Forschung

Für die Deutung der Flurnamen werden möglichst alle verfügbaren Daten in verschiedenen Archiven gesammelt. Abgesehen von dieser historischen Aufbereitung der abgegangenen und noch lebenden Flurnamen arbeitet das Forschungsteam eng mit den Gemeinden und Dorfchronisten zusammen. Auf den Flurbegehungen wird mit zwei oder mehreren Gewährspersonen die Landschaft erkundet und dabei die noch lebenden Flurnamen in erster Linie genau lokalisiert sowie deren örtliche Aussprache mit einem Aufnahmegerät aufgenommen. Später werden diese Daten in einer speziellen Lautschrift in die Datenbank eingearbeitet.

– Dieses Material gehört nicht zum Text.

//! Async driver for [`TestOrchestrator`].
//!
//! Each [`Directive`] becomes a wait: capture windows race the completion
//! signal against the attempt deadline, settle and pulse delays are plain
//! timers. Both edge lines are re-armed for the requested kind before a run
//! begins.

use embassy_futures::select::select;
use embassy_time::{Instant, Timer};
use tester_core::kinds::{TestKind, TestPolicy};
use tester_core::load::LoadBankDriver;
use tester_core::orchestrator::{
    Directive, RunError, TestOrchestrator, TestReport, TestSignalDriver,
};
use tester_core::telemetry::TelemetryRecorder;

use super::{CaptureBus, RequestReceiver, TestRequest};
use crate::monitor::EdgeLine;
use crate::telemetry::{TelemetryMirror, log_report};

fn now_ms() -> u64 {
    Instant::now().as_millis()
}

/// Owns the orchestrator and serves queued test requests one at a time.
pub struct OrchestratorTask<'a, L: LoadBankDriver, S: TestSignalDriver> {
    orchestrator: TestOrchestrator<L, S>,
    bus: &'a CaptureBus,
    lines: [&'a EdgeLine; 2],
    requests: RequestReceiver<'a>,
    telemetry: &'a mut TelemetryRecorder,
    mirror: TelemetryMirror,
}

impl<'a, L: LoadBankDriver, S: TestSignalDriver> OrchestratorTask<'a, L, S> {
    pub fn new(
        orchestrator: TestOrchestrator<L, S>,
        bus: &'a CaptureBus,
        lines: [&'a EdgeLine; 2],
        requests: RequestReceiver<'a>,
        telemetry: &'a mut TelemetryRecorder,
    ) -> Self {
        Self {
            orchestrator,
            bus,
            lines,
            requests,
            telemetry,
            mirror: TelemetryMirror::new(),
        }
    }

    pub fn orchestrator(&self) -> &TestOrchestrator<L, S> {
        &self.orchestrator
    }

    /// Task body.
    pub async fn serve(mut self) -> ! {
        loop {
            let request = self.requests.receive().await;
            match self.execute(request).await {
                Ok(report) => log_report(&report),
                Err(error) => log_request_rejected(request, error),
            }
        }
    }

    /// Runs one request to completion.
    pub async fn execute(&mut self, request: TestRequest) -> Result<TestReport, RunError> {
        self.orchestrator.set_kind(request.kind)?;
        self.arm_lines(request.kind);
        self.bus.clear_completed();
        self.orchestrator
            .begin(request.target_va, request.duration_ms, self.bus, now_ms())?;
        log_run_started(request);

        loop {
            let directive = self.orchestrator.advance(self.bus, self.telemetry, now_ms());
            self.mirror.flush(self.telemetry);

            match directive {
                Directive::AwaitCapture { until } => {
                    select(
                        self.bus.wait_completed(),
                        Timer::at(Instant::from_millis(until)),
                    )
                    .await;
                }
                Directive::Delay { until } => Timer::at(Instant::from_millis(until)).await,
                Directive::Finished(report) => return Ok(report),
                Directive::Idle => return Err(RunError::Busy),
            }
        }
    }

    /// Applies the kind's edge polarity and the configured debounce window.
    fn arm_lines(&self, kind: TestKind) {
        let profile = kind.interrupt_profile();
        let window = self.orchestrator.settings().hardware.debounce_window_ms;
        for line in self.lines {
            line.configure(window, profile.edge_for(line.input()));
        }
    }
}

#[cfg(target_os = "none")]
fn log_run_started(request: TestRequest) {
    defmt::info!(
        "orchestrator: {} run at {} VA",
        request.kind.label(),
        request.target_va
    );
}

#[cfg(not(target_os = "none"))]
fn log_run_started(request: TestRequest) {
    println!(
        "orchestrator: {} run at {} VA",
        request.kind, request.target_va
    );
}

#[cfg(target_os = "none")]
fn log_request_rejected(request: TestRequest, error: RunError) {
    defmt::warn!(
        "orchestrator: {} request rejected: {}",
        request.kind.label(),
        defmt::Display2Format(&error)
    );
}

#[cfg(not(target_os = "none"))]
fn log_request_rejected(request: TestRequest, error: RunError) {
    println!("orchestrator: {} request rejected: {error}", request.kind);
}

#[cfg(test)]
mod tests {
    use embassy_futures::block_on;
    use embassy_futures::join::join;
    use embassy_time::Duration;
    use tester_core::config::{TestTuning, TesterSettings};
    use tester_core::kinds::TestKind;
    use tester_core::monitor::{EdgeKind, SenseInput};
    use tester_core::orchestrator::TestVerdict;

    use super::*;
    use crate::monitor::{EdgeLine, deliver};
    use crate::tester::RequestQueue;

    fn settings() -> TesterSettings {
        TesterSettings {
            tuning: TestTuning {
                min_valid_switch_time_ms: 1,
                max_valid_switch_time_ms: 3_000,
                test_duration_ms: 1_000,
                max_retries: 2,
                ..TestTuning::default()
            },
            ..TesterSettings::default()
        }
    }

    #[test]
    fn edges_during_window_complete_the_run() {
        let bus = CaptureBus::new();
        let queue = RequestQueue::new();
        let mut telemetry = TelemetryRecorder::new();
        let mains = EdgeLine::new(SenseInput::Mains);
        let ups = EdgeLine::new(SenseInput::Ups);
        let mut task = OrchestratorTask::new(
            TestOrchestrator::new(TestKind::SwitchingTime, settings()),
            &bus,
            [&mains, &ups],
            queue.receiver(),
            &mut telemetry,
        );

        let bench = async {
            Timer::after(Duration::from_millis(20)).await;
            mains.on_level_change(false, now_ms());
            deliver(&mains, &bus, now_ms());

            Timer::after(Duration::from_millis(15)).await;
            ups.on_level_change(true, now_ms());
            deliver(&ups, &bus, now_ms());
        };

        let request = TestRequest::new(TestKind::SwitchingTime, 4_000);
        let (result, ()) = block_on(join(task.execute(request), bench));
        let report = result.expect("run should start");

        assert_eq!(report.verdict, TestVerdict::Passed);
        assert_eq!(report.attempts, 1);
        assert!(report.measured_ms.is_some_and(|measured| measured >= 15));
        assert!(!task.orchestrator().is_active());
    }

    #[test]
    fn silent_bench_fails_after_retries() {
        let bus = CaptureBus::new();
        let queue = RequestQueue::new();
        let mut telemetry = TelemetryRecorder::new();
        let mains = EdgeLine::new(SenseInput::Mains);
        let ups = EdgeLine::new(SenseInput::Ups);
        let mut task = OrchestratorTask::new(
            TestOrchestrator::new(TestKind::SwitchingTime, settings()),
            &bus,
            [&mains, &ups],
            queue.receiver(),
            &mut telemetry,
        );

        let request = TestRequest {
            duration_ms: 30,
            ..TestRequest::new(TestKind::BackupTime, 1_000)
        };
        let report = block_on(task.execute(request)).expect("run should start");

        assert_eq!(report.kind, TestKind::BackupTime);
        assert_eq!(report.verdict, TestVerdict::Failed);
        assert!(report.attempts <= 3);
    }

    #[test]
    fn backup_request_rearms_ups_line_for_shutdown() {
        let bus = CaptureBus::new();
        let queue = RequestQueue::new();
        let mut telemetry = TelemetryRecorder::new();
        let mains = EdgeLine::new(SenseInput::Mains);
        let ups = EdgeLine::new(SenseInput::Ups);
        // Armed for switching time at bring-up.
        let boot = TestKind::SwitchingTime.interrupt_profile();
        mains.configure(20, boot.mains);
        ups.configure(20, boot.ups);

        let mut task = OrchestratorTask::new(
            TestOrchestrator::new(TestKind::SwitchingTime, settings()),
            &bus,
            [&mains, &ups],
            queue.receiver(),
            &mut telemetry,
        );

        let bench = async {
            Timer::after(Duration::from_millis(20)).await;
            mains.on_level_change(false, now_ms());
            deliver(&mains, &bus, now_ms());

            // The UPS output drops when its battery runs out.
            Timer::after(Duration::from_millis(40)).await;
            ups.on_level_change(false, now_ms());
            deliver(&ups, &bus, now_ms());
        };

        let request = TestRequest::new(TestKind::BackupTime, 1_000);
        let (result, ()) = block_on(join(task.execute(request), bench));
        let report = result.expect("run should start");

        assert_eq!(ups.gate().polarity(), EdgeKind::Falling);
        assert_eq!(report.kind, TestKind::BackupTime);
        assert_eq!(report.verdict, TestVerdict::Passed);
        assert_eq!(report.attempts, 1);
        assert!(report.measured_ms.is_some_and(|measured| measured >= 40));
    }
}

Durch die Angliederung an die Universität Basel, können namenkundliche Seminare angeboten und somit der  wissenschaftliche Nachwuchs gewährleistet werden. Dr. Jacqueline Reber hat ihre Dissertation mit dem Titel „Strukturen und Muster in der Namenwelt: Quantitative und qualitative Analyse des Toponymenbestandes der Amtei Olten-Gösgen und Dorneck-Thierstein“ verfasst. Die Dissertation von Dr. des. Beatrice Hofmann-Wiggenhauser untersucht den Wandel im Namengut innerhalb der Interaktion zwischen Mensch, Sprache und Raum. Im Jahr 2003 hat die Schweiz die UNESCO-Konvention Übereinkommen zur Bewahrung des immateriellen Kulturerbes ratifiziert. Seit 2010 wird in den Kantonen Solothurn und Aargau eine bi-kantonale Liste zu diesen „lebendigen Traditionen“ erstellt. Die Orts- und Flurnamen Vorarlberg schafften es 2011 von der UNESCO-Kommission in das nationale Verzeichnis „Immaterielles Kulturerbe“ aufgenommen zu werden. In der Schweiz fehlen bisher Untersuchungen, die Flurnamen als immaterielles Kulturerbe beschreiben.

Im Projekt werden auch immer wieder Studenten als Hilfsassistenten sowie als Praktikanten beschäftigt.